William Lopata ,Chef de Cuisine,
The Lakeview Inn,
107 North Shore Road, New Preston, CT 06777

"The turkey, the most important item of the day, is really handled the least. We buy the turkeys, as well as our chickens, Muscovy ducks and quail, from Stone Church Farm located in the Hudson Valley. Robert at Stone Church raises all of his birds naturally and they are killed to order. The turkeys that I prefer average at about 18 lbs. I believe that this size turkey offers a good flavor and the size of the breast meat gives a good yield."
Pear Upside Down Cake
As for the desserts at The Lakeview Inn, we like serving traditional desserts, especially for the holidays. Our regular desert menu always includes a seasonal pie: Blueberry, cherry, and yellow or white peach pies are ones we feature during the year.

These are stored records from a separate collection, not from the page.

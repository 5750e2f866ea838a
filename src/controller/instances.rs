//! Per-instance lifecycle endpoints: start, run, checkpoint, stop, remove.

use axum::{
    body::Bytes,
    extract::Path,
    response::{IntoResponse, Response},
    routing::{delete, post},
    Router,
};
use serde_json::json;
use std::sync::Arc;

use super::response::{message, ok_json, parse_body, API_PREFIX};
use crate::http::Controller;
use crate::manager::Manager;
use crate::model::{CheckpointOptions, RunOptions, StartOptions};

/// InstancesController forwards lifecycle commands to the worker agents.
pub struct InstancesController {
    manager: Arc<Manager>,
}

impl InstancesController {
    pub fn new(manager: Arc<Manager>) -> Self {
        Self { manager }
    }

    async fn start(manager: Arc<Manager>, worker: String, service: String, body: Bytes) -> Response {
        let opts: StartOptions = match parse_body(&body) {
            Ok(opts) => opts,
            Err(resp) => return resp,
        };
        match manager.start(&worker, &service, opts).await {
            Ok(()) => message(format!("{} started on {}", service, worker)),
            Err(e) => e.into_response(),
        }
    }

    async fn run(manager: Arc<Manager>, worker: String, service: String, body: Bytes) -> Response {
        let opts: RunOptions = match parse_body(&body) {
            Ok(opts) => opts,
            Err(resp) => return resp,
        };
        match manager.run(&worker, &service, opts).await {
            Ok(()) => message(format!("{} running on {}", service, worker)),
            Err(e) => e.into_response(),
        }
    }

    async fn checkpoint(manager: Arc<Manager>, worker: String, service: String, body: Bytes) -> Response {
        let opts: CheckpointOptions = match parse_body(&body) {
            Ok(opts) => opts,
            Err(resp) => return resp,
        };
        match manager.checkpoint(&worker, &service, opts).await {
            Ok(image_url) => ok_json(json!({ "image_url": image_url })),
            Err(e) => e.into_response(),
        }
    }

    async fn stop(manager: Arc<Manager>, worker: String, service: String) -> Response {
        match manager.stop(&worker, &service).await {
            Ok(()) => message(format!("{} stopped on {}", service, worker)),
            Err(e) => e.into_response(),
        }
    }

    async fn remove(manager: Arc<Manager>, worker: String, service: String) -> Response {
        match manager.remove(&worker, &service).await {
            Ok(()) => message(format!("{} removed from {}", service, worker)),
            Err(e) => e.into_response(),
        }
    }
}

impl Controller for InstancesController {
    fn add_route(&self, router: Router) -> Router {
        let (m1, m2, m3, m4, m5) = (
            self.manager.clone(),
            self.manager.clone(),
            self.manager.clone(),
            self.manager.clone(),
            self.manager.clone(),
        );
        router
            .route(
                &format!("{}/start/:worker/:service", API_PREFIX),
                post(move |Path((worker, service)): Path<(String, String)>, body: Bytes| {
                    let manager = m1.clone();
                    async move { Self::start(manager, worker, service, body).await }
                }),
            )
            .route(
                &format!("{}/run/:worker/:service", API_PREFIX),
                post(move |Path((worker, service)): Path<(String, String)>, body: Bytes| {
                    let manager = m2.clone();
                    async move { Self::run(manager, worker, service, body).await }
                }),
            )
            .route(
                &format!("{}/checkpoint/:worker/:service", API_PREFIX),
                post(move |Path((worker, service)): Path<(String, String)>, body: Bytes| {
                    let manager = m3.clone();
                    async move { Self::checkpoint(manager, worker, service, body).await }
                }),
            )
            .route(
                &format!("{}/stop/:worker/:service", API_PREFIX),
                post(move |Path((worker, service)): Path<(String, String)>| {
                    let manager = m4.clone();
                    async move { Self::stop(manager, worker, service).await }
                }),
            )
            .route(
                &format!("{}/remove/:worker/:service", API_PREFIX),
                delete(move |Path((worker, service)): Path<(String, String)>| {
                    let manager = m5.clone();
                    async move { Self::remove(manager, worker, service).await }
                }),
            )
    }
}
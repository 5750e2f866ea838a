//! Service entity.

use serde::Serialize;

/// A deployable service and the checkpoint artifacts produced for it.
#[derive(Debug, Clone, PartialEq, Eq, Serialize)]
pub struct Service {
    pub name: String,
    pub image: String,
    /// Artifact locations in production order.
    #[serde(rename = "chk_files")]
    pub checkpoints: Vec<String>,
}

impl Service {
    pub fn new(name: impl Into<String>, image: impl Into<String>) -> Self {
        Self {
            name: name.into(),
            image: image.into(),
            checkpoints: Vec::new(),
        }
    }

    pub fn latest_checkpoint(&self) -> Option<&str> {
        self.checkpoints.last().map(String::as_str)
    }
}
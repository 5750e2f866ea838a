// Router-wide layers for the manager API.

use axum::Router;

/// Middleware wraps the whole router in one layer.
pub trait Middleware: Send + Sync {
    fn apply(&self, router: Router) -> Router;
}
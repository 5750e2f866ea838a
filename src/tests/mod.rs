//! End-to-end tests: the manager API served over HTTP, talking to fake
//! agents over HTTP.


pub mod support;
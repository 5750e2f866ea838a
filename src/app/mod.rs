// Application wiring: builds the manager and serves its API.

pub mod app;
pub mod server;

pub use app::App;
//! Migration orchestrator.
//!
//! A migration primes the destination container while the source is being
//! checkpointed, restores the checkpoint at the destination, and optionally
//! stops the source. If the restore fails the source is resumed from the same
//! artifact. Phases never overlap except start/checkpoint, and both results
//! are observed before any branching.

use serde::Deserialize;
use std::sync::Arc;
use std::time::{Duration, Instant};
use tracing::{error, info, warn};

use crate::agent::AgentClient;
use crate::error::{Authority, ManagerError, MigrationPhase, Result};
use crate::metrics;
use crate::model::{CheckpointOptions, RunOptions, StartOptions, WorkerStatus};
use crate::registry::Registry;

/// Parameters of one migration.
#[derive(Debug, Clone, Default)]
pub struct MigrationRequest {
    pub service: String,
    pub source: String,
    pub destination: String,
    pub checkpoint: CheckpointOptions,
    pub run: RunOptions,
    pub start: StartOptions,
    pub stop_source: bool,
}

/// Option bundle accepted by the migrate endpoint.
#[derive(Debug, Clone, Default, Deserialize)]
#[serde(default)]
pub struct MigrationOptions {
    pub copt: CheckpointOptions,
    pub ropt: RunOptions,
    pub sopt: StartOptions,
    pub stop: bool,
}

impl MigrationRequest {
    pub fn new(service: &str, source: &str, destination: &str, opts: MigrationOptions) -> Self {
        Self {
            service: service.to_string(),
            source: source.to_string(),
            destination: destination.to_string(),
            checkpoint: opts.copt,
            run: opts.ropt,
            start: opts.sopt,
            stop_source: opts.stop,
        }
    }
}

/// Drives agent calls for migrations.
pub struct Orchestrator {
    registry: Arc<Registry>,
    agent: Arc<AgentClient>,
}

impl Orchestrator {
    pub fn new(registry: Arc<Registry>, agent: Arc<AgentClient>) -> Self {
        Self { registry, agent }
    }

    /// Migrates `req.service` from `req.source` to `req.destination`.
    ///
    /// Returns the wall-clock duration of the whole migration.
    pub async fn migrate(&self, req: MigrationRequest) -> Result<Duration> {
        let started_at = Instant::now();
        match self.migrate_inner(req).await {
            Ok(()) => {
                let elapsed = started_at.elapsed();
                metrics::add_migration("ok");
                metrics::observe_migration_duration(elapsed);
                Ok(elapsed)
            }
            Err(e) => {
                metrics::add_migration(outcome_label(&e));
                Err(e)
            }
        }
    }

    async fn migrate_inner(&self, mut req: MigrationRequest) -> Result<()> {
        self.validate(&mut req)?;
        let MigrationRequest {
            service,
            source,
            destination,
            checkpoint,
            mut run,
            start,
            stop_source,
        } = req;
        let service = service.as_str();
        let (src, dest) = (source.as_str(), destination.as_str());

        info!(
            component = "migration",
            event = "started",
            service,
            src,
            dest,
            stop_source,
            "migration started"
        );

        // Reuse a destination container that is already provisioned.
        let needs_start = self.needs_start(dest, service, &start).await?;

        // Prime the destination and checkpoint the source together.
        let start_fut = async {
            if needs_start {
                self.agent.start(dest, &start).await
            } else {
                Ok(())
            }
        };
        let checkpoint_fut = self.agent.checkpoint(src, service, &checkpoint);
        let (started, checkpointed) = tokio::join!(start_fut, checkpoint_fut);

        // A failed start aborts; the checkpoint result is drained.
        if let Err(e) = started {
            let authoritative = match &checkpointed {
                Ok(artifact) if !checkpoint.leave_running => {
                    warn!(
                        component = "migration",
                        event = "source_checkpointed",
                        service,
                        src,
                        artifact = %artifact,
                        "start failed, source is checkpointed and not running; run it from the artifact to resume"
                    );
                    Authority::SourceCheckpointed
                }
                Ok(artifact) => {
                    warn!(
                        component = "migration",
                        event = "artifact_orphaned",
                        service,
                        artifact = %artifact,
                        "start failed, checkpoint artifact left unused"
                    );
                    Authority::Source
                }
                Err(ce) => {
                    warn!(
                        component = "migration",
                        event = "checkpoint_failed",
                        service,
                        error = %ce,
                        "checkpoint also failed"
                    );
                    Authority::Source
                }
            };
            return Err(self.failed(service, MigrationPhase::Start, authoritative, e));
        }

        let artifact = match checkpointed {
            Ok(artifact) => artifact,
            Err(e) => {
                return Err(self.failed(service, MigrationPhase::Checkpoint, Authority::Source, e));
            }
        };

        // Restore at the destination from the fresh artifact.
        run.image_url = artifact;
        if let Err(restore_err) = self.agent.run(dest, service, &run).await {
            // Resume the source from the same artifact.
            warn!(
                component = "migration",
                event = "rollback",
                service,
                src,
                dest,
                error = %restore_err,
                "restore at destination failed, resuming at source"
            );
            return Err(match self.agent.run(src, service, &run).await {
                Ok(()) => self.failed(service, MigrationPhase::Restore, Authority::Source, restore_err),
                Err(rollback_err) => {
                    error!(
                        component = "migration",
                        event = "rollback_failed",
                        service,
                        src,
                        dest,
                        restore_error = %restore_err,
                        rollback_error = %rollback_err,
                        "rollback failed, service may be down on both workers"
                    );
                    ManagerError::Rollback {
                        service: service.to_string(),
                        restore: Box::new(restore_err),
                        rollback: Box::new(rollback_err),
                    }
                }
            });
        }

        if stop_source {
            if let Err(e) = self.agent.stop(src, service).await {
                return Err(self.failed(service, MigrationPhase::StopSource, Authority::Both, e));
            }
        }

        info!(component = "migration", event = "finished", service, src, dest, "migration finished");
        Ok(())
    }

    /// Checks names and fills in the container name.
    fn validate(&self, req: &mut MigrationRequest) -> Result<()> {
        if req.source == req.destination {
            return Err(ManagerError::Precondition(format!(
                "source and destination are the same worker {}",
                req.source
            )));
        }
        self.registry.service(&req.service)?;
        self.registry.worker(&req.source)?;
        let destination = self.registry.worker(&req.destination)?;

        req.start.resolve_container_name(&req.service)?;

        if destination.status == WorkerStatus::Down {
            warn!(
                component = "migration",
                event = "destination_down",
                service = %req.service,
                dest = %req.destination,
                "destination worker is marked down"
            );
        }
        Ok(())
    }

    /// Decides whether the destination container has to be (re)created.
    async fn needs_start(&self, dest: &str, service: &str, opts: &StartOptions) -> Result<bool> {
        let status = match self.agent.refresh_instance(dest, service).await {
            Ok(status) => status,
            Err(ManagerError::Transport { .. }) => {
                warn!(
                    component = "migration",
                    event = "status_unavailable",
                    service,
                    dest,
                    "destination status unavailable, using registry state"
                );
                self.registry.instance(dest, service)?
            }
            Err(e) => return Err(e),
        };

        let primed = status.map(|s| s.is_primed()).unwrap_or(false)
            && self.registry.last_start_options(dest, service)?.as_ref() == Some(opts);
        if primed {
            info!(
                component = "migration",
                event = "start_skipped",
                service,
                dest,
                "destination already provisioned with identical start options"
            );
        }
        Ok(!primed)
    }

    fn failed(&self, service: &str, phase: MigrationPhase, authoritative: Authority, cause: ManagerError) -> ManagerError {
        warn!(
            component = "migration",
            event = "failed",
            service,
            phase = %phase,
            authoritative = %authoritative,
            error = %cause,
            "migration failed"
        );
        ManagerError::Migration {
            service: service.to_string(),
            phase,
            authoritative,
            cause: Box::new(cause),
        }
    }
}

fn outcome_label(err: &ManagerError) -> &'static str {
    match err {
        ManagerError::Migration { phase, .. } => match phase {
            MigrationPhase::Start => "start_failed",
            MigrationPhase::Checkpoint => "checkpoint_failed",
            MigrationPhase::Restore => "rolled_back",
            MigrationPhase::StopSource => "stop_source_failed",
        },
        ManagerError::Rollback { .. } => "rollback_failed",
        _ => "rejected",
    }
}
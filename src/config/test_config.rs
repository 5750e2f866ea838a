use super::{Agent, Api, Checkpoint, Liveness, Logs, Manager, ManagerBox, Metrics, Volume};
use std::path::PathBuf;
use std::time::Duration;

/// Creates a new test configuration.
///
/// The liveness loop is off so tests drive ticks by hand, and the checkpoint
/// mount points at `checkpoint_dir`.
pub fn new_test_config(port: u16, checkpoint_dir: PathBuf) -> Manager {
    Manager {
        manager: ManagerBox {
            env: super::TEST.to_string(),
            logs: Some(Logs {
                level: Some("debug".to_string()),
            }),
            api: Some(Api {
                name: Some("cm_manager_test".to_string()),
                port: Some(port.to_string()),
            }),
            agent: Some(Agent {
                scheme: Some("http".to_string()),
                base_path: Some("/cm_controller/v1".to_string()),
                timeout: Some(Duration::from_secs(5)),
                run_retries: Some(1),
            }),
            liveness: Some(Liveness {
                enabled: false,
                max_countdown: Some(3),
                interval: Some(Duration::from_millis(100)),
            }),
            checkpoint: Some(Checkpoint {
                mount_dir: Some(checkpoint_dir),
                url_prefix: Some("file:/checkpointfs".to_string()),
                volume: Some(Volume {
                    source: "chkfs".to_string(),
                    target: "/checkpointfs".to_string(),
                    kind: Some("volume".to_string()),
                }),
            }),
            seed: None,
            metrics: Some(Metrics { enabled: false }),
        },
    }
}
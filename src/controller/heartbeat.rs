//! Heartbeat endpoint used by worker agents.

use axum::{
    response::{IntoResponse, Response},
    routing::post,
    Json, Router,
};
use serde::Deserialize;
use std::sync::Arc;

use super::response::{message, API_PREFIX};
use crate::http::Controller;
use crate::manager::Manager;

#[derive(Deserialize)]
struct Heartbeat {
    worker_id: String,
}

/// HeartbeatController resets the liveness countdown of the sender.
pub struct HeartbeatController {
    manager: Arc<Manager>,
}

impl HeartbeatController {
    pub fn new(manager: Arc<Manager>) -> Self {
        Self { manager }
    }

    async fn heartbeat(manager: Arc<Manager>, beat: Heartbeat) -> Response {
        match manager.heartbeat(&beat.worker_id) {
            Ok(()) => message("ok"),
            Err(e) => e.into_response(),
        }
    }
}

impl Controller for HeartbeatController {
    fn add_route(&self, router: Router) -> Router {
        let manager = self.manager.clone();
        router.route(
            &format!("{}/heartbeat", API_PREFIX),
            post(move |Json(beat): Json<Heartbeat>| {
                let manager = manager.clone();
                async move { Self::heartbeat(manager, beat).await }
            }),
        )
    }
}
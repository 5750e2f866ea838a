// Manager wired to the in-memory agent fleet.

use std::path::PathBuf;
use std::sync::Arc;
use std::time::Duration;

use super::fake_transport::{FakeTransport, FAKE_BASE_PATH};
use crate::agent::AgentClient;
use crate::config::AgentSettings;
use crate::liveness::LivenessMonitor;
use crate::manager::Manager;
use crate::registry::Registry;

pub const MAX_COUNTDOWN: i64 = 3;

pub fn fake_settings() -> AgentSettings {
    AgentSettings {
        scheme: "http".to_string(),
        base_path: FAKE_BASE_PATH.to_string(),
        timeout: None,
        run_retries: 1,
        checkpoint_url_prefix: "file:/checkpointfs".to_string(),
        checkpoint_volume: None,
    }
}

/// Builds a manager over a fresh registry and fake agents.
pub fn fake_manager(checkpoint_dir: Option<PathBuf>) -> (Arc<Manager>, Arc<FakeTransport>) {
    let registry = Arc::new(Registry::new(MAX_COUNTDOWN));
    let fake = Arc::new(FakeTransport::new());
    let agent = Arc::new(AgentClient::new(registry.clone(), fake.clone(), fake_settings()));
    let monitor = Arc::new(LivenessMonitor::new(
        registry.clone(),
        MAX_COUNTDOWN,
        Duration::from_secs(3),
    ));
    let manager = Arc::new(Manager::new(registry, agent, monitor, checkpoint_dir));
    (manager, fake)
}

/// Unique scratch directory under the system temp dir.
pub fn temp_dir(tag: &str) -> PathBuf {
    let dir = std::env::temp_dir().join(format!(
        "cmmanager-{}-{}-{}",
        tag,
        std::process::id(),
        chrono::Utc::now().timestamp_nanos_opt().unwrap_or_default()
    ));
    std::fs::create_dir_all(&dir).unwrap();
    dir
}
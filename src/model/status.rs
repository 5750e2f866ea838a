//! Worker and instance status enumerations.
//!
//! Agents report instance state as free-form strings. Every such string goes
//! through [`InstanceStatus::reconcile`], which is the only place where an
//! unrecognised value is detected.

use serde::{Deserialize, Serialize};
use std::fmt;

/// Lifecycle status of a worker as seen by the liveness monitor.
#[derive(Debug, Clone, Copy, PartialEq, Eq, Serialize, Deserialize)]
#[serde(rename_all = "lowercase")]
pub enum WorkerStatus {
    /// Registered, no heartbeat received yet.
    New,
    Up,
    Down,
}

impl WorkerStatus {
    pub fn as_str(self) -> &'static str {
        match self {
            WorkerStatus::New => "new",
            WorkerStatus::Up => "up",
            WorkerStatus::Down => "down",
        }
    }
}

impl fmt::Display for WorkerStatus {
    fn fmt(&self, f: &mut fmt::Formatter<'_>) -> fmt::Result {
        f.write_str(self.as_str())
    }
}

/// Status of one service deployed on one worker.
///
/// Terminal agent states (`exited`, `stopped`) are never stored: the
/// reconciler drops the instance instead.
#[derive(Debug, Clone, Copy, PartialEq, Eq, Serialize, Deserialize)]
#[serde(rename_all = "lowercase")]
pub enum InstanceStatus {
    /// Container exists, no restored process is running.
    Standby,
    Running,
    Paused,
    Checkpointed,
}

/// Outcome of mapping an agent-reported status string.
#[derive(Debug, Clone, PartialEq, Eq)]
pub enum Reconciled {
    /// The instance is alive in the given state.
    Keep(InstanceStatus),
    /// The instance reached a terminal state and holds nothing on the worker.
    Drop,
    /// The agent reported a value this manager does not understand.
    Unknown(String),
}

impl InstanceStatus {
    pub fn as_str(self) -> &'static str {
        match self {
            InstanceStatus::Standby => "standby",
            InstanceStatus::Running => "running",
            InstanceStatus::Paused => "paused",
            InstanceStatus::Checkpointed => "checkpointed",
        }
    }

    /// Maps an agent status string onto the closed status set.
    pub fn reconcile(reported: &str) -> Reconciled {
        match reported.trim().to_ascii_lowercase().as_str() {
            "standby" | "created" => Reconciled::Keep(InstanceStatus::Standby),
            "running" => Reconciled::Keep(InstanceStatus::Running),
            "paused" => Reconciled::Keep(InstanceStatus::Paused),
            "checkpointed" => Reconciled::Keep(InstanceStatus::Checkpointed),
            "exited" | "stopped" | "dead" => Reconciled::Drop,
            _ => Reconciled::Unknown(reported.to_string()),
        }
    }

    /// True when the container on the worker can be reused by a restore
    /// without being created again.
    pub fn is_primed(self) -> bool {
        matches!(self, InstanceStatus::Standby | InstanceStatus::Checkpointed)
    }
}

impl fmt::Display for InstanceStatus {
    fn fmt(&self, f: &mut fmt::Formatter<'_>) -> fmt::Result {
        f.write_str(self.as_str())
    }
}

We are currently offering apple pie. There are many local orchards that provide us with delicious fruit year-round. Growing up in New Jersey we had pear trees in my grandmother's backyard. This is a recipe for a cake I like to serve this time of the year that I adapted so I could use these seasonal pears.
  • 3/4 cup Sugar
  • 1/2 cup Unsalted butter
  • 1 cup All purpose flour
  • 1/2 t. Salt
  • 1 t. Baking Powder
  • 2 Eggs, extra large
  • 1t. Vanilla extract
  • 1t. Lemon zest
  • 4 Pears, peeled, cored, and sliced lengthwise into 8 segments
  • 1T. Unsalted butter
  • 2T. Sugar
  • 1T. Cinnamon, ground
In an electric mixing bowl, using the paddle attachment, cream together butter and 3/4 cup sugar. Once creamed, add eggs one at a time and mix until fully incorporated. Combine and sift flour, salt and baking powder, add to creamed mixture and mix slowly until combined. In a small saucepot, melt 1 T butter, 2 T sugar and cinnamon and pour into a buttered and floured 9" cake pan. Arrange the pears on the bottom of the pan and then pour the cake batter over the top. Bake at 350 degrees F for 25 minutes or until golden. Let cool for 20 minutes. Over the flame, heat the bottom of the pan to loosen sugar mixture, then invert the pan, removing the cake. Serve warm with vanilla ice cream or vanilla sauce.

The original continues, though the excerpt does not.